Italia primo partner commerciale dell’Iran in Europa, nonostante le sanzioni Usa. La fedeltà agli Usa potrebbe costarci cara

Continua il tira e molla in politica estera da parte del Presidente americano Donald Trump. La politica della retorica, mista a quella delle minacce farebbe parte di una strategia studiata a tavolino da parte del tycoon americano. Una pratica molto utilizzata nel campo dei grandi affari. Una scacchiera dove gli avversari, prima di fare le reali mosse sul tavolo da gioco, orchestrano le più disparate campagne persuasive e dissuasive possibili per portare l’avversario di turno verso la direzione più conveniente. Così il Presidente americano sta “maneggiando” la politica internazionale. Un esempio chiaro è quello che sta avvenendo con l’Iran, dove le minacce di ritirarsi dall’accordo sul nucleare del 2015 e l’imposizione di nuove sanzioni fanno sì che l’Iran, alle prese con importanti ed endemici problemi interni, si senta sempre sul filo del rasoio. La tensione magistralmente creata genera flebili reazioni da parte dei paesi oggetto della retorica di Trump. L’Iran ad esempio ha minacciato la chiusura dello stretto di Hormuz – importante snodo dell’area per il traffico del petrolio. La Cina ha minacciato di imporre circa 60 miliardi di dollari si sanzioni commerciali agli Stati Uniti. Una tira e molla che, al di là delle strategie messe in campo, spesso si ripercuote sulle relazioni commerciali di paesi terzi, come l’Italia che è il primo partner commerciale europeo dell’Iran.

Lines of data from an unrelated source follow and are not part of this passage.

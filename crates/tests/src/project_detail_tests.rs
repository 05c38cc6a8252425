use crate::common;
use client::api::{projects, users};
use client::DetailState;
use pretty_assertions::assert_eq;
use serde_json::json;
use shared_types::Project;

const ADD_FALLBACK: &str = "Failed to add team member";
const DETAIL_FALLBACK: &str = "Failed to load project details";

fn detail_with_team(members: serde_json::Value) -> serde_json::Value {
    json!({
        "data": {
            "id": "p-1",
            "name": "Apollo",
            "status": "planning",
            "priority": "medium",
            "teamMembers": members
        }
    })
}

#[tokio::test]
async fn test_get_project_unwraps_data() {
    let ctx = common::test_app_with_store(common::signed_in_store("admin")).await;
    ctx.api.respond(
        "GET",
        "/projects/p-1",
        200,
        detail_with_team(json!([{ "userId": "u-2", "userName": "Bo", "userEmail": "bo@example.com" }])),
    );

    let project = projects::get_project(&ctx.client, "p-1").await.unwrap();

    assert_eq!(project.name, "Apollo");
    assert_eq!(project.team().len(), 1);
    assert_eq!(project.team()[0].display_name(), "Bo");
    assert!(project.has_member("u-2"));
}

#[tokio::test]
async fn test_missing_project_reports_server_message() {
    let ctx = common::test_app_with_store(common::signed_in_store("admin")).await;
    ctx.api.respond("GET", "/projects/p-9", 404, json!({ "message": "Project not found" }));

    let err = projects::get_project(&ctx.client, "p-9").await.unwrap_err();

    assert_eq!(err.display_or(DETAIL_FALLBACK), "Project not found");
}

#[tokio::test]
async fn test_add_member_then_refetch() {
    let ctx = common::test_app_with_store(common::signed_in_store("admin")).await;
    ctx.api.respond("GET", "/projects/p-1", 200, detail_with_team(json!([])));
    ctx.api.respond("POST", "/projects/p-1/members/u-2", 201, serde_json::Value::Null);

    let mut state = DetailState::<Project>::new();
    let ticket = state.begin_fetch();
    let loaded = projects::get_project(&ctx.client, "p-1")
        .await
        .map(Some)
        .map_err(|e| e.display_or(DETAIL_FALLBACK));
    state.finish_fetch(ticket, loaded);
    assert!(!state.record().unwrap().has_member("u-2"));

    assert!(state.begin_action("add:u-2"));
    assert!(!state.begin_action("add:u-2"));
    let outcome = projects::add_member(&ctx.client, "p-1", "u-2")
        .await
        .map_err(|e| e.display_or(ADD_FALLBACK));
    state.finish_action("add:u-2", outcome);

    ctx.api.respond(
        "GET",
        "/projects/p-1",
        200,
        detail_with_team(json!([{ "id": "u-2", "name": "Bo" }])),
    );
    let ticket = state.begin_fetch();
    let reloaded = projects::get_project(&ctx.client, "p-1")
        .await
        .map(Some)
        .map_err(|e| e.display_or(DETAIL_FALLBACK));
    state.finish_fetch(ticket, reloaded);

    assert_eq!(state.action_error(), None);
    assert!(!state.any_busy());
    assert!(state.record().unwrap().has_member("u-2"));
    assert_eq!(ctx.api.calls("POST", "/projects/p-1/members/u-2").len(), 1);
    assert_eq!(ctx.api.calls("GET", "/projects/p-1").len(), 2);
}

#[tokio::test]
async fn test_add_member_failure_uses_fallback() {
    let ctx = common::test_app_with_store(common::signed_in_store("admin")).await;
    ctx.api.respond("POST", "/projects/p-1/members/u-2", 500, json!({}));

    let mut state = DetailState::<Project>::new();
    state.begin_action("add:u-2");
    let outcome = projects::add_member(&ctx.client, "p-1", "u-2")
        .await
        .map_err(|e| e.display_or(ADD_FALLBACK));
    state.finish_action("add:u-2", outcome);

    assert_eq!(state.action_error(), Some(ADD_FALLBACK));
    assert!(!state.is_busy("add:u-2"));
}

#[tokio::test]
async fn test_remove_member_hits_member_path() {
    let ctx = common::test_app_with_store(common::signed_in_store("super-admin")).await;
    ctx.api.respond("DELETE", "/projects/p-1/members/u-2", 204, serde_json::Value::Null);

    projects::remove_member(&ctx.client, "p-1", "u-2").await.unwrap();

    let calls = ctx.api.calls("DELETE", "/projects/p-1/members/u-2");
    assert_eq!(calls.len(), 1);
    assert_eq!(calls[0].authorization.as_deref(), Some("Bearer test-token"));
}

#[tokio::test]
async fn test_member_candidates_requests_unparameterized_list() {
    let ctx = common::test_app_with_store(common::signed_in_store("admin")).await;
    ctx.api.respond(
        "GET",
        "/users",
        200,
        json!({ "users": [common::user_json("u-2", "Bo", "user"), common::user_json("u-3", "Cy", "admin")] }),
    );

    let candidates = users::member_candidates(&ctx.client).await.unwrap();

    assert_eq!(candidates.len(), 2);
    assert_eq!(ctx.api.calls("GET", "/users")[0].query, "");
}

In particolare le aziende nostrane, nel tempo, hanno fatto si che l’Italia, con un interscambio di 5 miliardi di euro nel 2017, diventasse il primo partner commerciale di Teheran superando Francia e Germania.

Sace, di recente, ha riferito di una potenzialità di crescita dell’export verso Teheran fino a superare i 2,5 miliardi nel 2018 (+45% rispetto agli 1,75 miliardi del 2017). 27 miliardi, invece, i protocolli di intesa già sottoscritti dalle imprese italiane a partire dal 2016.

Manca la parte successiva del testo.